◆ PROMPT
For each line below, write it out exactly as it appears.

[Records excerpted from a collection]

● ● ● ● ●

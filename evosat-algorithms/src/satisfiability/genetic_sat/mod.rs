use super::SearchOutcome;
use crate::seeded_rng;
use anyhow::{anyhow, Result};
use evosat_challenges::satisfiability::{num_satisfied, Challenge, Solution};
use rand::Rng;
use serde::{Deserialize, Serialize};
use serde_json::{Map, Value};
use tracing::{debug, info, warn};

mod operators;
pub use operators::{crossover, Mutation, SelectionPolicy};

#[derive(Serialize, Deserialize, Debug, Clone, PartialEq)]
#[serde(default)]
pub struct Hyperparameters {
    pub max_iterations: usize,
    pub generation_size: usize,
    pub mutation_rate: f64,
    pub selection_size: usize,
    pub crossover_p: f64,
    pub selection: SelectionPolicy,
    pub tournament_size: usize,
}

impl Default for Hyperparameters {
    fn default() -> Self {
        Self {
            max_iterations: 1000,
            generation_size: 100,
            mutation_rate: 0.01,
            selection_size: 10,
            crossover_p: 0.5,
            selection: SelectionPolicy::Lowest,
            tournament_size: 20,
        }
    }
}

impl Hyperparameters {
    pub fn from_map(hyperparameters: &Option<Map<String, Value>>) -> Result<Self> {
        let params: Self = match hyperparameters {
            Some(map) => serde_json::from_value(Value::Object(map.clone()))?,
            None => Self::default(),
        };
        params.validate()?;
        Ok(params)
    }

    pub fn validate(&self) -> Result<()> {
        if !(0.0..=1.0).contains(&self.mutation_rate) {
            return Err(anyhow!(
                "mutation_rate must be within [0, 1], got {}",
                self.mutation_rate
            ));
        }
        if !(0.0..=1.0).contains(&self.crossover_p) {
            return Err(anyhow!(
                "crossover_p must be within [0, 1], got {}",
                self.crossover_p
            ));
        }
        if self.selection_size < 2 {
            return Err(anyhow!(
                "selection_size must be at least 2 to draw distinct parents, got {}",
                self.selection_size
            ));
        }
        if self.generation_size < self.selection_size {
            return Err(anyhow!(
                "generation_size ({}) must not be smaller than selection_size ({})",
                self.generation_size,
                self.selection_size
            ));
        }
        if self.selection == SelectionPolicy::Tournament && self.tournament_size == 0 {
            return Err(anyhow!("tournament_size must be at least 1"));
        }
        Ok(())
    }
}

/// A candidate assignment together with its number of satisfied clauses.
/// Only built through [`Chromosome::evaluate`], so the fitness always belongs
/// to the solution.
#[derive(Debug, Clone, PartialEq, Eq)]
pub struct Chromosome {
    solution: Vec<bool>,
    fitness: usize,
}

impl Chromosome {
    pub fn evaluate(solution: Vec<bool>, clauses: &[Vec<i32>]) -> Self {
        let fitness = num_satisfied(clauses, &solution);
        Self { solution, fitness }
    }

    pub fn solution(&self) -> &[bool] {
        &self.solution
    }

    pub fn fitness(&self) -> usize {
        self.fitness
    }
}

pub struct GeneticSearch<'a, R: Rng> {
    challenge: &'a Challenge,
    params: Hyperparameters,
    rng: R,
    population: Vec<Chromosome>,
    optimum: Option<Chromosome>,
    iteration: usize,
}

impl<'a, R: Rng> GeneticSearch<'a, R> {
    /// Draws and evaluates the initial population.
    pub fn new(challenge: &'a Challenge, params: Hyperparameters, rng: R) -> Result<Self> {
        params.validate()?;
        if params.generation_size % 2 == 1 {
            warn!(
                "generation_size {} is odd; offspring come in pairs so generations after the first hold {}",
                params.generation_size,
                params.generation_size + 1
            );
        }

        let num_variables = challenge.num_variables();
        let generation_size = params.generation_size;
        let mut search = Self {
            challenge,
            params,
            rng,
            population: Vec::with_capacity(generation_size),
            optimum: None,
            iteration: 0,
        };
        for _ in 0..generation_size {
            let variables: Vec<bool> = (0..num_variables).map(|_| search.rng.gen::<bool>()).collect();
            let chromosome = search.evaluate(variables);
            search.population.push(chromosome);
        }
        Ok(search)
    }

    pub fn population(&self) -> &[Chromosome] {
        &self.population
    }

    pub fn iteration(&self) -> usize {
        self.iteration
    }

    /// First assignment seen that satisfies every clause, if any.
    pub fn optimum(&self) -> Option<&Chromosome> {
        self.optimum.as_ref()
    }

    pub fn is_finished(&self) -> bool {
        self.iteration > self.params.max_iterations || self.optimum.is_some()
    }

    /// Runs one generation: select, reproduce, replace.
    pub fn step(&mut self) {
        let population = std::mem::take(&mut self.population);
        debug!(
            iteration = self.iteration,
            top_fitness = population.iter().map(Chromosome::fitness).max().unwrap_or(0),
            "generation"
        );

        let pool = self.params.selection.select(
            &population,
            self.params.selection_size,
            self.params.tournament_size,
            &mut self.rng,
        );

        let mut next_generation = Vec::with_capacity(self.params.generation_size + 1);
        while next_generation.len() < self.params.generation_size {
            let (i, j) = distinct_pair(pool.len(), &mut self.rng);
            let (a, b) = crossover(
                pool[i].solution(),
                pool[j].solution(),
                self.params.crossover_p,
                &mut self.rng,
            );
            for mut child in [a, b] {
                Mutation::draw(self.params.mutation_rate, child.len(), &mut self.rng)
                    .apply(&mut child);
                next_generation.push(self.evaluate(child));
            }
        }

        self.population = next_generation;
        self.iteration += 1;
    }

    pub fn run(mut self) -> SearchOutcome {
        while !self.is_finished() {
            self.step();
        }
        let outcome = self.into_outcome();
        info!(
            iterations = outcome.iterations,
            num_satisfied = outcome.num_satisfied,
            satisfied = outcome.satisfied,
            "genetic search finished"
        );
        outcome
    }

    fn evaluate(&mut self, solution: Vec<bool>) -> Chromosome {
        let chromosome = Chromosome::evaluate(solution, self.challenge.clauses());
        if self.optimum.is_none() && chromosome.fitness == self.challenge.num_clauses() {
            debug!(iteration = self.iteration, "optimal assignment observed");
            self.optimum = Some(chromosome.clone());
        }
        chromosome
    }

    fn into_outcome(self) -> SearchOutcome {
        let num_clauses = self.challenge.num_clauses();
        let best = match self.optimum {
            Some(optimum) => optimum,
            None => fittest(self.population).unwrap_or_else(|| {
                Chromosome::evaluate(
                    vec![false; self.challenge.num_variables()],
                    self.challenge.clauses(),
                )
            }),
        };
        SearchOutcome {
            num_satisfied: best.fitness,
            fitness: best.fitness as f64,
            iterations: self.iteration,
            satisfied: best.fitness == num_clauses,
            solution: Solution::new(best.solution),
        }
    }
}

/// Highest fitness in `population`; the earliest one wins ties.
pub fn fittest(population: Vec<Chromosome>) -> Option<Chromosome> {
    population
        .into_iter()
        .reduce(|best, c| if c.fitness > best.fitness { c } else { best })
}

/// Two different indices below `len`, uniformly among ordered pairs.
fn distinct_pair<R: Rng>(len: usize, rng: &mut R) -> (usize, usize) {
    let i = rng.gen_range(0..len);
    let mut j = rng.gen_range(0..len - 1);
    if j >= i {
        j += 1;
    }
    (i, j)
}

pub fn solve_challenge(
    challenge: &Challenge,
    hyperparameters: &Option<Map<String, Value>>,
    seed: u64,
) -> Result<SearchOutcome> {
    let params = Hyperparameters::from_map(hyperparameters)?;
    let search = GeneticSearch::new(challenge, params, seeded_rng(seed))?;
    Ok(search.run())
}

● ● ● ● ●

◆ ANSWER
filename evosat-algorithms/src/satisfiability/genetic_sat/mod.rs
use super::SearchOutcome;
use crate::seeded_rng;
use anyhow::{anyhow, Result};
use evosat_challenges::satisfiability::{num_satisfied, Challenge, Solution};
use rand::Rng;
use serde::{Deserialize, Serialize};
use serde_json::{Map, Value};
use tracing::{debug, info, warn};

mod operators;
pub use operators::{crossover, Mutation, SelectionPolicy};

#[derive(Serialize, Deserialize, Debug, Clone, PartialEq)]
#[serde(default)]
pub struct Hyperparameters {
    pub max_iterations: usize,
    pub generation_size: usize,
    pub mutation_rate: f64,
    pub selection_size: usize,
    pub crossover_p: f64,
    pub selection: SelectionPolicy,
    pub tournament_size: usize,
}

impl Default for Hyperparameters {
    fn default() -> Self {
        Self {
            max_iterations: 1000,
            generation_size: 100,
            mutation_rate: 0.01,
            selection_size: 10,
            crossover_p: 0.5,
            selection: SelectionPolicy::Lowest,
            tournament_size: 20,
        }
    }
}

impl Hyperparameters {
    pub fn from_map(hyperparameters: &Option<Map<String, Value>>) -> Result<Self> {
        let params: Self = match hyperparameters {
            Some(map) => serde_json::from_value(Value::Object(map.clone()))?,
            None => Self::default(),
        };
        params.validate()?;
        Ok(params)
    }

    pub fn validate(&self) -> Result<()> {
        if !(0.0..=1.0).contains(&self.mutation_rate) {
            return Err(anyhow!(
                "mutation_rate must be within [0, 1], got {}",
                self.mutation_rate
            ));
        }
        if !(0.0..=1.0).contains(&self.crossover_p) {
            return Err(anyhow!(
                "crossover_p must be within [0, 1], got {}",
                self.crossover_p
            ));
        }
        if self.selection_size < 2 {
            return Err(anyhow!(
                "selection_size must be at least 2 to draw distinct parents, got {}",
                self.selection_size
            ));
        }
        if self.generation_size < self.selection_size {
            return Err(anyhow!(
                "generation_size ({}) must not be smaller than selection_size ({})",
                self.generation_size,
                self.selection_size
            ));
        }
        if self.selection == SelectionPolicy::Tournament && self.tournament_size == 0 {
            return Err(anyhow!("tournament_size must be at least 1"));
        }
        Ok(())
    }
}

/// A candidate assignment together with its number of satisfied clauses.
/// Only built through [`Chromosome::evaluate`], so the fitness always belongs
/// to the solution.
#[derive(Debug, Clone, PartialEq, Eq)]
pub struct Chromosome {
    solution: Vec<bool>,
    fitness: usize,
}

impl Chromosome {
    pub fn evaluate(solution: Vec<bool>, clauses: &[Vec<i32>]) -> Self {
        let fitness = num_satisfied(clauses, &solution);
        Self { solution, fitness }
    }

    pub fn solution(&self) -> &[bool] {
        &self.solution
    }

    pub fn fitness(&self) -> usize {
        self.fitness
    }
}

pub struct GeneticSearch<'a, R: Rng> {
    challenge: &'a Challenge,
    params: Hyperparameters,
    rng: R,
    population: Vec<Chromosome>,
    optimum: Option<Chromosome>,
    iteration: usize,
}

impl<'a, R: Rng> GeneticSearch<'a, R> {
    /// Draws and evaluates the initial population.
    pub fn new(challenge: &'a Challenge, params: Hyperparameters, rng: R) -> Result<Self> {
        params.validate()?;
        if params.generation_size % 2 == 1 {
            warn!(
                "generation_size {} is odd; offspring come in pairs so generations after the first hold {}",
                params.generation_size,
                params.generation_size + 1
            );
        }

        let num_variables = challenge.num_variables();
        let generation_size = params.generation_size;
        let mut search = Self {
            challenge,
            params,
            rng,
            population: Vec::with_capacity(generation_size),
            optimum: None,
            iteration: 0,
        };
        for _ in 0..generation_size {
            let variables: Vec<bool> = (0..num_variables).map(|_| search.rng.gen::<bool>()).collect();
            let chromosome = search.evaluate(variables);
            search.population.push(chromosome);
        }
        Ok(search)
    }

    pub fn population(&self) -> &[Chromosome] {
        &self.population
    }

    pub fn iteration(&self) -> usize {
        self.iteration
    }

    /// First assignment seen that satisfies every clause, if any.
    pub fn optimum(&self) -> Option<&Chromosome> {
        self.optimum.as_ref()
    }

    pub fn is_finished(&self) -> bool {
        self.iteration > self.params.max_iterations || self.optimum.is_some()
    }

    /// Runs one generation: select, reproduce, replace.
    pub fn step(&mut self) {
        let population = std::mem::take(&mut self.population);
        debug!(
            iteration = self.iteration,
            top_fitness = population.iter().map(Chromosome::fitness).max().unwrap_or(0),
            "generation"
        );

        let pool = self.params.selection.select(
            &population,
            self.params.selection_size,
            self.params.tournament_size,
            &mut self.rng,
        );

        let mut next_generation = Vec::with_capacity(self.params.generation_size + 1);
        while next_generation.len() < self.params.generation_size {
            let (i, j) = distinct_pair(pool.len(), &mut self.rng);
            let (a, b) = crossover(
                pool[i].solution(),
                pool[j].solution(),
                self.params.crossover_p,
                &mut self.rng,
            );
            for mut child in [a, b] {
                Mutation::draw(self.params.mutation_rate, child.len(), &mut self.rng)
                    .apply(&mut child);
                next_generation.push(self.evaluate(child));
            }
        }

        self.population = next_generation;
        self.iteration += 1;
    }

    pub fn run(mut self) -> SearchOutcome {
        while !self.is_finished() {
            self.step();
        }
        let outcome = self.into_outcome();
        info!(
            iterations = outcome.iterations,
            num_satisfied = outcome.num_satisfied,
            satisfied = outcome.satisfied,
            "genetic search finished"
        );
        outcome
    }

    fn evaluate(&mut self, solution: Vec<bool>) -> Chromosome {
        let chromosome = Chromosome::evaluate(solution, self.challenge.clauses());
        if self.optimum.is_none() && chromosome.fitness == self.challenge.num_clauses() {
            debug!(iteration = self.iteration, "optimal assignment observed");
            self.optimum = Some(chromosome.clone());
        }
        chromosome
    }

    fn into_outcome(self) -> SearchOutcome {
        let num_clauses = self.challenge.num_clauses();
        let best = match self.optimum {
            Some(optimum) => optimum,
            None => fittest(self.population).unwrap_or_else(|| {
                Chromosome::evaluate(
                    vec![false; self.challenge.num_variables()],
                    self.challenge.clauses(),
                )
            }),
        };
        SearchOutcome {
            num_satisfied: best.fitness,
            fitness: best.fitness as f64,
            iterations: self.iteration,
            satisfied: best.fitness == num_clauses,
            solution: Solution::new(best.solution),
        }
    }
}

/// Highest fitness in `population`; the earliest one wins ties.
pub fn fittest(population: Vec<Chromosome>) -> Option<Chromosome> {
    population
        .into_iter()
        .reduce(|best, c| if c.fitness > best.fitness { c } else { best })
}

/// Two different indices below `len`, uniformly among ordered pairs.
fn distinct_pair<R: Rng>(len: usize, rng: &mut R) -> (usize, usize) {
    let i = rng.gen_range(0..len);
    let mut j = rng.gen_range(0..len - 1);
    if j >= i {
        j += 1;
    }
    (i, j)
}

pub fn solve_challenge(
    challenge: &Challenge,
    hyperparameters: &Option<Map<String, Value>>,
    seed: u64,
) -> Result<SearchOutcome> {
    let params = Hyperparameters::from_map(hyperparameters)?;
    let search = GeneticSearch::new(challenge, params, seeded_rng(seed))?;
    Ok(search.run())
}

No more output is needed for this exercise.